Assignment: Reply with one number, the count of lines below that contain the string "acme".

━━━━━ Available data ━━━━━

//! Token issue and verify command implementations.

use docbase_realtime::{TokenIssuer, TokenVerifier, PERMISSION_SUBSCRIBE};
use std::time::Duration;

/// Issues a subscribe token and prints it hex-encoded.
pub fn issue(
    secret: &str,
    tenant: &str,
    grant: &str,
    lifetime: Option<u64>,
) -> Result<(), Box<dyn std::error::Error>> {
    let mut issuer = TokenIssuer::new(secret.as_bytes().to_vec());
    if let Some(secs) = lifetime {
        issuer = issuer.with_lifetime(Duration::from_secs(secs));
    }

    let token = issuer.issue(tenant, grant, vec![PERMISSION_SUBSCRIBE.to_string()])?;
    println!("{}", hex_encode(&token));
    Ok(())
}

/// Verifies a hex-encoded token and prints its claims.
pub fn verify(secret: &str, token: &str) -> Result<(), Box<dyn std::error::Error>> {
    let bytes = hex_decode(token).ok_or("Token is not valid hex")?;
    let verifier = TokenVerifier::new(secret.as_bytes().to_vec());
    let claims = verifier.verify(&bytes)?;

    println!("{}", serde_json::to_string_pretty(&claims)?);
    Ok(())
}

fn hex_encode(bytes: &[u8]) -> String {
    let mut out = String::with_capacity(bytes.len() * 2);
    for b in bytes {
        out.push_str(&format!("{b:02x}"));
    }
    out
}

fn hex_decode(text: &str) -> Option<Vec<u8>> {
    if text.len() % 2 != 0 {
        return None;
    }
    (0..text.len())
        .step_by(2)
        .map(|i| u8::from_str_radix(text.get(i..i + 2)?, 16).ok())
        .collect()
}
//! Bridge from the engine's event bus to the gateway.

use crate::gateway::Gateway;
use docbase_core::InProcessBus;
use std::sync::Arc;
use tokio::sync::broadcast::error::RecvError;
use tokio::task::JoinHandle;

/// Spawns the delivery task feeding bus messages into the gateway.
///
/// The task runs until the bus is dropped. A lagged subscription skips
/// the missed messages and keeps going; realtime delivery is
/// best-effort and subscribers reconcile through queries.
pub fn spawn_bridge(gateway: Arc<Gateway>, bus: &InProcessBus) -> JoinHandle<()> {
    let mut subscription = bus.subscribe();
    tokio::spawn(async move {
        loop {
            match subscription.recv().await {
                Ok(message) => gateway.dispatch(&message.channel, &message.payload),
                Err(RecvError::Lagged(missed)) => {
                    tracing::warn!(missed, "gateway bridge lagged behind the event bus");
                }
                Err(RecvError::Closed) => break,
            }
        }
        tracing::debug!("gateway bridge stopped");
    })
}

#[cfg(test)]
mod tests {
    use super::*;
    use crate::gateway::GatewayConfig;
    use crate::token::{TokenIssuer, TokenVerifier, PERMISSION_SUBSCRIBE};
    use docbase_core::EventBus;

    const SECRET: &[u8] = b"test-secret-key-32-bytes-long!!";

    #[tokio::test]
    async fn bus_messages_reach_subscribers() {
        let bus = InProcessBus::new(16);
        let gateway = Arc::new(Gateway::new(
            GatewayConfig::default(),
            TokenVerifier::new(SECRET),
        ));
        let handle = spawn_bridge(Arc::clone(&gateway), &bus);

        let token = TokenIssuer::new(SECRET)
            .issue("acme", "users", vec![PERMISSION_SUBSCRIBE.to_string()])
            .unwrap();
        let (conn, mut rx) = gateway.connect(&token).unwrap();
        gateway
            .subscribe(conn, &["docbase:acme:users".to_string()])
            .unwrap();

        bus.publish("docbase:acme:users", b"{\"type\":\"insert\"}")
            .unwrap();
        bus.publish("docbase:globex:users", b"{}").unwrap();

        assert_eq!(rx.recv().await.unwrap(), b"{\"type\":\"insert\"}");
        assert!(rx.try_recv().is_err());

        drop(bus);
        handle.await.unwrap();
    }
}
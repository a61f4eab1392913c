//! Error types for storage operations.

use std::io;
use thiserror::Error;

/// Result type for storage operations.
pub type StorageResult<T> = Result<T, StorageError>;

/// Errors that can occur during storage operations.
#[derive(Debug, Error)]
pub enum StorageError {
    /// An I/O error occurred.
    #[error("I/O error: {0}")]
    Io(#[from] io::Error),

    /// A key already exists and the write mode forbids overwriting it.
    #[error("key already exists: {key}")]
    KeyExists {
        /// The conflicting key.
        key: String,
    },

    /// The data log is corrupted.
    #[error("data log corrupted: {0}")]
    Corrupted(String),

    /// Another process holds the data directory lock.
    #[error("data directory is locked by another process")]
    DirectoryLocked,

    /// The given path cannot be used as a data directory.
    #[error("invalid data directory: {0}")]
    InvalidDirectory(String),
}

impl StorageError {
    /// Creates a `Corrupted` error.
    pub fn corrupted(msg: impl Into<String>) -> Self {
        Self::Corrupted(msg.into())
    }

    /// Creates a `KeyExists` error.
    pub fn key_exists(key: impl Into<String>) -> Self {
        Self::KeyExists { key: key.into() }
    }

    /// Creates an `InvalidDirectory` error.
    pub fn invalid_directory(msg: impl Into<String>) -> Self {
        Self::InvalidDirectory(msg.into())
    }
}
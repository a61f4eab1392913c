//! docbase CLI
//!
//! Command-line tools for docbase store management.
//!
//! # Commands
//!
//! - `inspect` - Display store statistics from a data log
//! - `issue-token` - Issue a signed subscription token
//! - `verify-token` - Verify a token and print its claims

mod commands;

use clap::{Parser, Subcommand};
use std::path::PathBuf;
use tracing_subscriber::EnvFilter;

/// docbase command-line store tools.
#[derive(Parser)]
#[command(name = "docbase")]
#[command(author, version, about, long_about = None)]
struct Cli {
    /// Path to the store directory
    #[arg(global = true, short, long)]
    path: Option<PathBuf>,

    /// Enable verbose output
    #[arg(global = true, short, long)]
    verbose: bool,

    #[command(subcommand)]
    command: Commands,
}

#[derive(Subcommand)]
enum Commands {
    /// Display store statistics from a data log
    Inspect {
        /// Show per-collection details
        #[arg(short, long)]
        collections: bool,

        /// Output format (text, json)
        #[arg(short, long, default_value = "text")]
        format: String,
    },

    /// Issue a signed subscription token
    IssueToken {
        /// Tenant the token is scoped to
        #[arg(short, long)]
        tenant: String,

        /// Collection grant, `*` for all collections
        #[arg(short, long, default_value = "*")]
        grant: String,

        /// Token lifetime in seconds
        #[arg(short, long)]
        lifetime: Option<u64>,

        /// Signing secret
        #[arg(short, long, env = "DOCBASE_SECRET")]
        secret: String,
    },

    /// Verify a token and print its claims
    VerifyToken {
        /// Hex-encoded token to verify
        token: String,

        /// Signing secret
        #[arg(short, long, env = "DOCBASE_SECRET")]
        secret: String,
    },

    /// Show version information
    Version,
}

fn main() -> Result<(), Box<dyn std::error::Error>> {
    let cli = Cli::parse();

    // Initialize logging
    let filter = if cli.verbose {
        EnvFilter::new("debug")
    } else {
        EnvFilter::new("info")
    };
    tracing_subscriber::fmt().with_env_filter(filter).init();

    match cli.command {
        Commands::Inspect {
            collections,
            format,
        } => {
            let path = cli.path.ok_or("Store path required for inspect")?;
            commands::inspect::run(&path, collections, &format)?;
        }
        Commands::IssueToken {
            tenant,
            grant,
            lifetime,
            secret,
        } => {
            commands::token::issue(&secret, &tenant, &grant, lifetime)?;
        }
        Commands::VerifyToken { token, secret } => {
            commands::token::verify(&secret, &token)?;
        }
        Commands::Version => {
            println!("docbase CLI v{}", env!("CARGO_PKG_VERSION"));
        }
    }

    Ok(())
}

━━━━━

Output of the exercise: 3